SPA — the final sale agreement#
Price, payment terms, earn-out#
The Share Purchase Agreement structures the price across three potential components. The base purchase price paid at closing, generally by irrevocable wire transfer. The deferred consideration (earn-out) indexed on the future performance of the company over 1 to 3 years: revenue, EBITDA, commercial or technical milestones, product launch. The earn-out must be verifiably calculable — its formula must specify the restatements, the applicable accounting standards, the audit procedure in case of disagreement. Finally, the escrow locks up 10 to 20% of the price on a third-party account (notary, bank) to secure W&I performance.
Warranty and indemnity (W&I) — critical clauses#
The W&I combines representations and warranties (R&W: seller's declarations on the state of the assets and the exhaustiveness of the liabilities at a reference date) and an indemnification mechanism in case of inaccuracy. Four parameters calibrate the exposure. The cap limits total indemnification, typically 20 to 30% of the sale price on general R&W and 100% on fundamental R&W (title, capacity, ownership). The basket and de minimis rule out small disputes: unit threshold of €5K to €20K, cumulative threshold of 0.5 to 1% of the price. Duration depends on the nature of the liability: 18 to 36 months on general R&W, 4 years on tax liabilities (aligned with the limitation period of Article L169 of the French Tax Procedure Book), 5 to 10 years on environmental matters. Security takes the form of an escrow, a bank guarantee on first demand, or a retention on earn-out.
Non-compete, non-solicitation, conditions precedent#
The non-compete clause prevents the seller from resuming a competing activity for 2 to 5 years within a defined geographic perimeter (Île-de-France, France, EU). It must include financial consideration under penalty of nullity — the Cass. Soc. 10 July 2002 ruling generalised this requirement, including for seller-director clauses, although later case law nuances it in purely commercial matters.

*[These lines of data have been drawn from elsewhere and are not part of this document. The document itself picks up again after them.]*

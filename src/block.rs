//! The block model: the nested representation of a group of fused
//! instructions.
//!
//! A block is either a leaf carrying a single instruction or a loop nest
//! carrying a rank (depth from the outermost loop), an iteration count, an
//! ordered child list, the set of sweep instructions to peel, and a flag
//! saying whether the block's iteration space may be repartitioned.
//!
//! Blocks do not own instructions; they index the batch arena held by the
//! engine for the duration of one `execute` call. Construction may mutate
//! arena instructions, but only to repartition contiguous views during a
//! reshape merge.

use std::collections::{BTreeSet, HashSet};

use crate::instr::Instruction;

/// Index of an instruction in the batch arena.
pub type InstrIdx = usize;

/// A node of the fusion tree.
#[derive(Debug, Clone)]
pub enum Block {
    /// Leaf holding one instruction.
    Instr(InstrIdx),
    /// Loop nest over a list of child blocks.
    Loop(LoopBlock),
}

/// A loop nest at one rank of the fusion tree.
#[derive(Debug, Clone)]
pub struct LoopBlock {
    /// Depth from the outermost loop; the induction variable is `i{rank}`.
    pub rank: usize,
    /// Iteration count along this rank.
    pub size: i64,
    pub children: Vec<Block>,
    /// Sweep instructions (reductions/scans over this rank) whose first
    /// iteration is peeled into an identity copy.
    pub sweeps: BTreeSet<InstrIdx>,
    /// True when every contained instruction tolerates repartitioning the
    /// iteration space.
    pub reshapable: bool,
}

impl Block {
    /// True for instruction leaves.
    pub fn is_instr(&self) -> bool {
        matches!(self, Block::Instr(_))
    }

    pub fn as_loop(&self) -> Option<&LoopBlock> {
        match self {
            Block::Loop(l) => Some(l),
            Block::Instr(_) => None,
        }
    }

    /// All instruction indices in the subtree, in emission order.
    pub fn all_instr(&self) -> Vec<InstrIdx> {
        let mut out = Vec::new();
        self.collect_instr(&mut out);
        out
    }

    fn collect_instr(&self, out: &mut Vec<InstrIdx>) {
        match self {
            Block::Instr(i) => out.push(*i),
            Block::Loop(l) => {
                for child in &l.children {
                    child.collect_instr(out);
                }
            }
        }
    }

    /// True iff every contained instruction has a system opcode.
    pub fn is_system_only(&self, arena: &[Instruction]) -> bool {
        self.all_instr()
            .iter()
            .all(|&i| arena[i].opcode.is_system())
    }

    /// Locates the leaf holding a specific instruction.
    pub fn find_instr_block(&self, idx: InstrIdx) -> Option<&Block> {
        match self {
            Block::Instr(i) => (*i == idx).then_some(self),
            Block::Loop(l) => l.children.iter().find_map(|c| c.find_instr_block(idx)),
        }
    }
}

/// Builds a loop-nest block of the given rank and size over `instrs`.
///
/// Instructions whose dominating shape extends beyond `rank + 1` get a
/// nested child chain; instructions whose extent at `rank` differs from
/// `size` are repartitioned first (only ever requested for reshapable
/// instructions, by the fuser's divisibility checks). Reductions and scans
/// sweeping this rank are registered for peeling when their output base is
/// newly written in this batch (`news`), which is what makes the
/// identity-copy peel sound: the peel initializes the output instead of
/// accumulating into stale data.
pub fn create_nested_block(
    arena: &mut [Instruction],
    instrs: &[InstrIdx],
    rank: usize,
    size: i64,
    news: &HashSet<InstrIdx>,
) -> Block {
    let mut children = Vec::with_capacity(instrs.len());
    let mut sweeps = BTreeSet::new();
    let mut reshapable = true;

    for &idx in instrs {
        let shape = arena[idx].dominating_shape().to_vec();
        let extent = shape.get(rank).copied().unwrap_or(1);
        if extent != size {
            let total: i64 = shape[rank..].iter().product();
            debug_assert!(arena[idx].reshapable());
            debug_assert_eq!(total % size, 0);
            let mut new_shape = shape[..rank].to_vec();
            new_shape.push(size);
            if total / size > 1 {
                new_shape.push(total / size);
            }
            arena[idx].reshape(&new_shape);
        }

        let shape = arena[idx].dominating_shape().to_vec();
        if shape.len() > rank + 1 {
            children.push(create_nested_block(
                arena,
                &[idx],
                rank + 1,
                shape[rank + 1],
                news,
            ));
        } else {
            children.push(Block::Instr(idx));
        }

        if arena[idx].sweep_axis() == Some(rank) && news.contains(&idx) {
            sweeps.insert(idx);
        }
        reshapable &= arena[idx].reshapable();
    }

    Block::Loop(LoopBlock {
        rank,
        size,
        children,
        sweeps,
        reshapable,
    })
}

/// Concatenates two loop blocks of equal rank and size.
pub fn merge(a: Block, b: Block) -> Block {
    let (Block::Loop(mut a), Block::Loop(b)) = (a, b) else {
        unreachable!("only loop blocks are merged");
    };
    debug_assert_eq!(a.rank, b.rank);
    debug_assert_eq!(a.size, b.size);
    a.children.extend(b.children);
    a.sweeps.extend(b.sweeps);
    a.reshapable &= b.reshapable;
    Block::Loop(a)
}

#[cfg(test)]
mod tests {
    use super::*;
    use crate::array::{BaseId, View};
    use crate::instr::{Instruction, Operator};

    fn vec_view(base: usize, n: i64) -> View {
        View::contiguous(BaseId(base), &[n])
    }

    #[test]
    fn test_singleton_flat_instruction() {
        let mut arena = vec![Instruction::zip(
            Operator::Add,
            vec_view(0, 1000),
            vec_view(1, 1000),
            vec_view(2, 1000),
        )];
        let news = HashSet::from([0]);
        let block = create_nested_block(&mut arena, &[0], 0, 1000, &news);
        let l = block.as_loop().unwrap();
        assert_eq!(l.rank, 0);
        assert_eq!(l.size, 1000);
        assert_eq!(l.children.len(), 1);
        assert!(l.children[0].is_instr());
        assert!(l.sweeps.is_empty());
        assert!(l.reshapable);
    }

    #[test]
    fn test_two_dimensional_nesting() {
        let out = View::contiguous(BaseId(0), &[4, 3]);
        let input = View::contiguous(BaseId(1), &[4, 3]);
        let mut arena = vec![Instruction::map(Operator::Sqrt, out, input)];
        let block = create_nested_block(&mut arena, &[0], 0, 4, &HashSet::new());
        let outer = block.as_loop().unwrap();
        assert_eq!(outer.size, 4);
        let inner = outer.children[0].as_loop().unwrap();
        assert_eq!(inner.rank, 1);
        assert_eq!(inner.size, 3);
        assert!(inner.children[0].is_instr());
    }

    #[test]
    fn test_sweep_registered_for_new_output() {
        let mut arena = vec![Instruction::reduce(
            Operator::Add,
            vec_view(0, 1),
            vec_view(1, 100),
            0,
        )];
        let news = HashSet::from([0]);
        let block = create_nested_block(&mut arena, &[0], 0, 100, &news);
        let l = block.as_loop().unwrap();
        assert_eq!(l.sweeps.iter().copied().collect::<Vec<_>>(), vec![0]);
        assert!(!l.reshapable);
    }

    #[test]
    fn test_sweep_skipped_for_existing_output() {
        let mut arena = vec![Instruction::reduce(
            Operator::Add,
            vec_view(0, 1),
            vec_view(1, 100),
            0,
        )];
        let block = create_nested_block(&mut arena, &[0], 0, 100, &HashSet::new());
        assert!(block.as_loop().unwrap().sweeps.is_empty());
    }

    #[test]
    fn test_inner_axis_sweep_lands_on_inner_loop() {
        let out = vec_view(0, 4);
        let input = View::contiguous(BaseId(1), &[4, 100]);
        let mut arena = vec![Instruction::reduce(Operator::Add, out, input, 1)];
        let news = HashSet::from([0]);
        let block = create_nested_block(&mut arena, &[0], 0, 4, &news);
        let outer = block.as_loop().unwrap();
        assert!(outer.sweeps.is_empty());
        let inner = outer.children[0].as_loop().unwrap();
        assert_eq!(inner.size, 100);
        assert_eq!(inner.sweeps.iter().copied().collect::<Vec<_>>(), vec![0]);
    }

    #[test]
    fn test_reshape_to_smaller_outer_size() {
        let mut arena = vec![Instruction::map(
            Operator::Identity,
            vec_view(0, 12),
            vec_view(1, 12),
        )];
        let block = create_nested_block(&mut arena, &[0], 0, 3, &HashSet::new());
        let outer = block.as_loop().unwrap();
        assert_eq!(outer.size, 3);
        let inner = outer.children[0].as_loop().unwrap();
        assert_eq!(inner.size, 4);
        // The instruction's views were repartitioned to (3, 4).
        assert_eq!(arena[0].dominating_shape(), &[3, 4]);
    }

    #[test]
    fn test_all_instr_and_find() {
        let mut arena = vec![
            Instruction::map(Operator::Identity, vec_view(0, 10), vec_view(1, 10)),
            Instruction::zip(Operator::Mul, vec_view(2, 10), vec_view(0, 10), vec_view(1, 10)),
        ];
        let block = create_nested_block(&mut arena, &[0, 1], 0, 10, &HashSet::new());
        assert_eq!(block.all_instr(), vec![0, 1]);
        assert!(block.find_instr_block(1).is_some());
        assert!(block.find_instr_block(5).is_none());
    }

    #[test]
    fn test_system_only_detection() {
        let mut arena = vec![Instruction::free(vec_view(0, 10))];
        let block = create_nested_block(&mut arena, &[0], 0, 10, &HashSet::new());
        assert!(block.is_system_only(&arena));

        let mut arena2 = vec![
            Instruction::free(vec_view(0, 10)),
            Instruction::map(Operator::Identity, vec_view(1, 10), vec_view(0, 10)),
        ];
        let block2 = create_nested_block(&mut arena2, &[0, 1], 0, 10, &HashSet::new());
        assert!(!block2.is_system_only(&arena2));
    }

    #[test]
    fn test_merge_concatenates_and_unions() {
        let mut arena = vec![
            Instruction::map(Operator::Identity, vec_view(0, 10), vec_view(1, 10)),
            Instruction::zip(Operator::Add, vec_view(2, 10), vec_view(0, 10), vec_view(1, 10)),
        ];
        let a = create_nested_block(&mut arena, &[0], 0, 10, &HashSet::new());
        let b = create_nested_block(&mut arena, &[1], 0, 10, &HashSet::new());
        let merged = merge(a, b);
        let l = merged.as_loop().unwrap();
        assert_eq!(l.children.len(), 2);
        assert_eq!(merged.all_instr(), vec![0, 1]);
    }
}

Practice calibrates the consideration between 10% and 30% of the lost annual compensation. The non-solicitation clause targets key employees and clients. Typical conditions precedent (ARS authorisation for healthcare, French Competition Authority clearance if notification thresholds are met, landlord's consent on lease transfer, bank financing release) must be satisfied before closing.

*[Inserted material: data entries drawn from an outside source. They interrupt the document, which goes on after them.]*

//! # Cycle Projection
//!
//! Every projection here reduces to one primitive, "add K days to a
//! reference date", optionally followed by advancing in whole cycle lengths
//! until the date is no earlier than a cutoff:
//!
//! 1. **Recurring**: [`next_periods`] - upcoming occurrences spaced one cycle
//!    apart, starting from the first one on or after `today`
//! 2. **Fixed offset**: [`ovulation`] - a single estimate a constant number of
//!    days after the reference
//! 3. **Fixed total**: [`due_date`] - gestation length plus a linear
//!    adjustment for cycles longer or shorter than the reference cycle
//!
//! Cycle lengths outside the [`CyclePolicy`] window are rejected, never
//! clamped.
//!
//! ## Example
//!
//! ```rust
//! use calc_core::calendar::{next_periods, parse_date};
//! use calc_core::settings::CyclePolicy;
//!
//! let lmp = parse_date("2024-01-01").unwrap();
//! let today = parse_date("2024-02-10").unwrap();
//! let upcoming: Vec<_> = next_periods(lmp, 28, today, 3, &CyclePolicy::default())
//!     .unwrap()
//!     .map(|d| d.to_string())
//!     .collect();
//! assert_eq!(upcoming, ["2024-02-26", "2024-03-25", "2024-04-22"]);
//! ```

use chrono::NaiveDate;
use serde::{Deserialize, Serialize};
use tracing::debug;

use super::{add_days, ensure_ordered};
use crate::errors::{CalcError, CalcResult};
use crate::settings::CyclePolicy;

/// A reference date, a validated cycle length, and a day offset.
#[derive(Debug, Clone, Copy, PartialEq, Eq, Serialize, Deserialize)]
pub struct CycleProjection {
    /// Start of the reference cycle (e.g. last menstrual period)
    pub reference_date: NaiveDate,
    /// Days between occurrences
    pub cycle_length_days: u32,
    /// Days from the reference date to the first projected date
    pub offset_days: i64,
}

impl CycleProjection {
    /// Build a projection, rejecting cycle lengths outside `policy`.
    pub fn new(
        reference_date: NaiveDate,
        cycle_length_days: i64,
        offset_days: i64,
        policy: &CyclePolicy,
    ) -> CalcResult<Self> {
        let cycle_length_days = policy.check_length(cycle_length_days)?;
        Ok(CycleProjection {
            reference_date,
            cycle_length_days,
            offset_days,
        })
    }

    /// `reference_date + offset_days`
    pub fn first(&self) -> CalcResult<NaiveDate> {
        add_days(self.reference_date, self.offset_days)
    }

    /// `count` dates spaced one cycle apart. With a `cutoff`, the first date
    /// is advanced by whole cycles until it is no earlier than the cutoff.
    pub fn project(&self, cutoff: Option<NaiveDate>, count: usize) -> CalcResult<Occurrences> {
        let mut start = self.first()?;
        let step = i64::from(self.cycle_length_days);

        if let Some(cutoff) = cutoff {
            if start < cutoff {
                let gap = cutoff.signed_duration_since(start).num_days();
                let cycles = (gap + step - 1) / step;
                debug!(%start, %cutoff, cycles, "advancing projection past cutoff");
                start = add_days(start, cycles * step)?;
            }
        }

        Ok(Occurrences {
            start,
            step,
            count,
            index: 0,
        })
    }
}

/// Lazy, finite sequence of projected dates.
///
/// Clone it (or call [`Occurrences::restart`]) to iterate again.
#[derive(Debug, Clone, PartialEq, Eq)]
pub struct Occurrences {
    start: NaiveDate,
    step: i64,
    count: usize,
    index: usize,
}

impl Occurrences {
    /// First date of the sequence
    pub fn start(&self) -> NaiveDate {
        self.start
    }

    /// Rewind to the first date
    pub fn restart(&mut self) {
        self.index = 0;
    }
}

impl Iterator for Occurrences {
    type Item = NaiveDate;

    fn next(&mut self) -> Option<NaiveDate> {
        if self.index >= self.count {
            return None;
        }
        let offset = self.step.checked_mul(self.index as i64)?;
        match add_days(self.start, offset) {
            Ok(date) => {
                self.index += 1;
                Some(date)
            }
            // Ran off the end of the calendar
            Err(_) => {
                self.index = self.count;
                None
            }
        }
    }

    fn size_hint(&self) -> (usize, Option<usize>) {
        (0, Some(self.count - self.index))
    }
}

/// Upcoming periods: `lmp + k * cycle` for the smallest `k >= 1` that is no
/// earlier than `today`, followed by `count - 1` more.
pub fn next_periods(
    lmp: NaiveDate,
    cycle_length_days: i64,
    today: NaiveDate,
    count: usize,
    policy: &CyclePolicy,
) -> CalcResult<Occurrences> {
    ensure_ordered(lmp, today, "current date")?;
    let projection = CycleProjection::new(lmp, cycle_length_days, cycle_length_days, policy)?;
    projection.project(Some(today), count)
}

/// Ovulation estimate for one cycle and the fertile window around it.
#[derive(Debug, Clone, Copy, PartialEq, Eq, Serialize, Deserialize)]
pub struct FertilityWindow {
    pub ovulation: NaiveDate,
    pub fertile_start: NaiveDate,
    pub fertile_end: NaiveDate,
    pub next_period: NaiveDate,
}

/// Ovulation for the cycle starting at `lmp`: the next period minus the
/// luteal phase. `lmp` must not be after `today`.
///
/// ```rust
/// use calc_core::calendar::{ovulation, parse_date};
/// use calc_core::settings::CyclePolicy;
///
/// let lmp = parse_date("2024-03-01").unwrap();
/// let today = parse_date("2024-03-05").unwrap();
/// let window = ovulation(lmp, 28, today, &CyclePolicy::default()).unwrap();
/// assert_eq!(window.ovulation.to_string(), "2024-03-15");
/// assert_eq!(window.fertile_start.to_string(), "2024-03-10");
/// assert_eq!(window.fertile_end.to_string(), "2024-03-16");
/// assert_eq!(window.next_period.to_string(), "2024-03-29");
/// ```
pub fn ovulation(
    lmp: NaiveDate,
    cycle_length_days: i64,
    today: NaiveDate,
    policy: &CyclePolicy,
) -> CalcResult<FertilityWindow> {
    ensure_ordered(lmp, today, "current date")?;
    let offset = cycle_length_days - i64::from(policy.luteal_phase_days);
    let projection = CycleProjection::new(lmp, cycle_length_days, offset, policy)?;
    let ovulation = projection.first()?;

    Ok(FertilityWindow {
        ovulation,
        fertile_start: add_days(ovulation, -i64::from(policy.fertile_days_before))?,
        fertile_end: add_days(ovulation, i64::from(policy.fertile_days_after))?,
        next_period: add_days(lmp, i64::from(projection.cycle_length_days))?,
    })
}

/// Pregnancy estimates derived from the last menstrual period.
#[derive(Debug, Clone, Copy, PartialEq, Eq, Serialize, Deserialize)]
pub struct Pregnancy {
    /// Estimated due date
    pub due_date: NaiveDate,
    /// Estimated conception (ovulation of the LMP cycle)
    pub conception_estimate: NaiveDate,
}

/// Due date: `lmp + gestation_days + (cycle - reference_length_days)`.
///
/// ```rust
/// use calc_core::calendar::{due_date, parse_date};
/// use calc_core::settings::CyclePolicy;
///
/// let lmp = parse_date("2024-01-01").unwrap();
/// let policy = CyclePolicy::default();
/// assert_eq!(due_date(lmp, 28, &policy).unwrap().due_date.to_string(), "2024-10-07");
/// assert_eq!(due_date(lmp, 35, &policy).unwrap().due_date.to_string(), "2024-10-14");
/// ```
pub fn due_date(lmp: NaiveDate, cycle_length_days: i64, policy: &CyclePolicy) -> CalcResult<Pregnancy> {
    let adjustment = cycle_length_days - i64::from(policy.reference_length_days);
    let total = i64::from(policy.gestation_days) + adjustment;
    let projection = CycleProjection::new(lmp, cycle_length_days, total, policy)?;

    Ok(Pregnancy {
        due_date: projection.first()?,
        conception_estimate: add_days(lmp, cycle_length_days - i64::from(policy.luteal_phase_days))?,
    })
}

/// Time elapsed since the last menstrual period, in obstetric weeks.
#[derive(Debug, Clone, Copy, PartialEq, Eq, Serialize, Deserialize)]
pub struct GestationalAge {
    pub weeks: i64,
    pub days: i64,
    pub total_days: i64,
}

impl GestationalAge {
    /// Trimester (1-3) by completed weeks
    pub fn trimester(&self) -> u8 {
        match self.weeks {
            w if w < 13 => 1,
            w if w < 27 => 2,
            _ => 3,
        }
    }
}

/// Gestational age on `today` for a pregnancy dated from `lmp`.
pub fn gestational_age(lmp: NaiveDate, today: NaiveDate) -> CalcResult<GestationalAge> {
    ensure_ordered(lmp, today, "current date")?;
    let total_days = today.signed_duration_since(lmp).num_days();
    Ok(GestationalAge {
        weeks: total_days / 7,
        days: total_days % 7,
        total_days,
    })
}

/// Reject an occurrence count outside `1..=max`.
pub(crate) fn check_count(count: usize, max: usize) -> CalcResult<usize> {
    if count == 0 || count > max {
        return Err(CalcError::InvalidValue {
            field: "count".to_string(),
            value: count.to_string(),
            reason: format!("must be between 1 and {}", max),
        });
    }
    Ok(count)
}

Closing — from signing to effective transfer#
Satisfaction of conditions precedent#
Between signing (SPA signature) and closing (effective share transfer and payment), 1 to 6 months elapse depending on the complexity of the deal. This period is used to satisfy conditions precedent: obtaining regulatory approvals, finalising financing, clearing any pre-emption rights, putting bank guarantees in place. The SPA frames this interim period with management covenants: ban on dividend distributions, capex cap, prudent management, information duty to the buyer.

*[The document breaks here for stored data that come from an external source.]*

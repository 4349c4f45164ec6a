//! # Calculation Requests
//!
//! One tagged enum covering every engine operation, so a front end (or an
//! LLM tool call) can drive calc_core with a single JSON document and get a
//! single JSON document back.
//!
//! ## JSON Example
//!
//! ```json
//! { "type": "Convert", "value": 100.0, "from_unit": "C", "to_unit": "F" }
//! { "type": "Combinations", "n": 10, "r": 3 }
//! { "type": "NextPeriods", "last_period": "2024-01-01", "cycle_length_days": 28,
//!   "today": "2024-02-10", "count": 3 }
//! ```
//!
//! ## Example
//!
//! ```rust
//! use calc_core::request::{Outcome, Request};
//! use calc_core::settings::Settings;
//!
//! let request: Request = serde_json::from_str(
//!     r#"{ "type": "Amortize", "principal": 12000.0, "annual_rate_percent": 0.0, "term_months": 12 }"#,
//! ).unwrap();
//!
//! match request.evaluate(&Settings::default()).unwrap() {
//!     Outcome::Loan(summary) => assert_eq!(summary.monthly_payment, 1000.0),
//!     other => panic!("unexpected outcome {:?}", other),
//! }
//! ```

use chrono::NaiveDate;
use serde::{Deserialize, Serialize};
use tracing::debug;

use crate::amortization::{self, LoanSummary, LoanTerms, ScheduleRow};
use crate::calendar::{self, AgeSummary, DateDiff, FertilityWindow, GestationalAge, Pregnancy};
use crate::combinatorics::{CombinatoricsRequest, CombinatoricsResult};
use crate::errors::CalcResult;
use crate::settings::Settings;
use crate::units::{ConversionRequest, ConversionResult};

/// Most occurrences a recurring projection may return
pub const MAX_OCCURRENCES: usize = 24;

fn default_count() -> usize {
    3
}

/// Every operation calc_core offers.
#[derive(Debug, Clone, PartialEq, Serialize, Deserialize)]
#[serde(tag = "type")]
pub enum Request {
    /// Unit conversion
    Convert(ConversionRequest),
    /// nPr (the result carries nCr as well)
    Permutations(CombinatoricsRequest),
    /// nCr (the result carries nPr as well)
    Combinations(CombinatoricsRequest),
    /// Years, months, days between two dates
    DateDiff { from: NaiveDate, to: NaiveDate },
    /// Age as of `today`
    Age { birth_date: NaiveDate, today: NaiveDate },
    /// Upcoming periods
    NextPeriods {
        last_period: NaiveDate,
        cycle_length_days: i64,
        today: NaiveDate,
        #[serde(default = "default_count")]
        count: usize,
    },
    /// Ovulation and fertile window for one cycle
    Ovulation {
        last_period: NaiveDate,
        cycle_length_days: i64,
        today: NaiveDate,
    },
    /// Due date and conception estimate
    DueDate {
        last_period: NaiveDate,
        cycle_length_days: i64,
    },
    /// Weeks and days since the last period
    GestationalAge { last_period: NaiveDate, today: NaiveDate },
    /// Loan payment totals
    Amortize(LoanTerms),
    /// Month-by-month loan breakdown
    Schedule(LoanTerms),
}

/// Result of evaluating a [`Request`]. Amounts are rounded per
/// [`Settings::display`].
#[derive(Debug, Clone, PartialEq, Serialize)]
#[serde(tag = "type", content = "result")]
pub enum Outcome {
    Conversion(ConversionResult),
    Combinatorics(CombinatoricsResult),
    DateDiff(DateDiff),
    Age(AgeSummary),
    Dates(Vec<NaiveDate>),
    Fertility(FertilityWindow),
    Pregnancy(Pregnancy),
    GestationalAge(GestationalAge),
    Loan(LoanSummary),
    Schedule(Vec<ScheduleRow>),
}

impl Request {
    /// Get the request type as a string
    pub fn calc_type(&self) -> &'static str {
        match self {
            Request::Convert(_) => "Convert",
            Request::Permutations(_) => "Permutations",
            Request::Combinations(_) => "Combinations",
            Request::DateDiff { .. } => "DateDiff",
            Request::Age { .. } => "Age",
            Request::NextPeriods { .. } => "NextPeriods",
            Request::Ovulation { .. } => "Ovulation",
            Request::DueDate { .. } => "DueDate",
            Request::GestationalAge { .. } => "GestationalAge",
            Request::Amortize(_) => "Amortize",
            Request::Schedule(_) => "Schedule",
        }
    }

    /// Run the request against the engines.
    ///
    /// `settings` is validated first, so a hand-built [`Settings`] with an
    /// unusable policy fails with `InvalidSettings`.
    pub fn evaluate(&self, settings: &Settings) -> CalcResult<Outcome> {
        debug!(calc_type = self.calc_type(), "evaluating request");
        settings.validate()?;
        let money = settings.display.currency_precision;

        let outcome = match self {
            Request::Convert(req) => {
                Outcome::Conversion(req.calculate()?.rounded(settings.display.precision))
            }
            Request::Permutations(req) | Request::Combinations(req) => {
                Outcome::Combinatorics(req.calculate(settings.combinatorics.max_n)?)
            }
            Request::DateDiff { from, to } => Outcome::DateDiff(calendar::diff(*from, *to)?),
            Request::Age { birth_date, today } => Outcome::Age(calendar::age(*birth_date, *today)?),
            Request::NextPeriods {
                last_period,
                cycle_length_days,
                today,
                count,
            } => {
                let count = calendar::cycle::check_count(*count, MAX_OCCURRENCES)?;
                let dates = calendar::next_periods(*last_period, *cycle_length_days, *today, count, &settings.cycle)?;
                Outcome::Dates(dates.collect())
            }
            Request::Ovulation {
                last_period,
                cycle_length_days,
                today,
            } => Outcome::Fertility(calendar::ovulation(
                *last_period,
                *cycle_length_days,
                *today,
                &settings.cycle,
            )?),
            Request::DueDate {
                last_period,
                cycle_length_days,
            } => Outcome::Pregnancy(calendar::due_date(*last_period, *cycle_length_days, &settings.cycle)?),
            Request::GestationalAge { last_period, today } => {
                Outcome::GestationalAge(calendar::gestational_age(*last_period, *today)?)
            }
            Request::Amortize(terms) => Outcome::Loan(amortization::amortize(terms)?.rounded(money)),
            Request::Schedule(terms) => {
                let rows = amortization::schedule(terms)?
                    .into_iter()
                    .map(|row| round_row(row, money))
                    .collect();
                Outcome::Schedule(rows)
            }
        };
        Ok(outcome)
    }
}

fn round_row(row: ScheduleRow, digits: u32) -> ScheduleRow {
    use crate::format::round_to;
    ScheduleRow {
        month: row.month,
        payment: round_to(row.payment, digits),
        principal: round_to(row.principal, digits),
        interest: round_to(row.interest, digits),
        balance: round_to(row.balance, digits),
    }
}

Final signature, payment, share transfer register#
At closing, the parties sign the share transfer order (SAS / SA share transfer) or the deed of share transfer (SARL, notarised if SCI is involved), the escrow is set up, the base price is wired, and the share transfer register is updated. For an SARL, a deed of transfer registered with the tax office is mandatory (form 2759 and Article 726 CGI registration duties paid within one month).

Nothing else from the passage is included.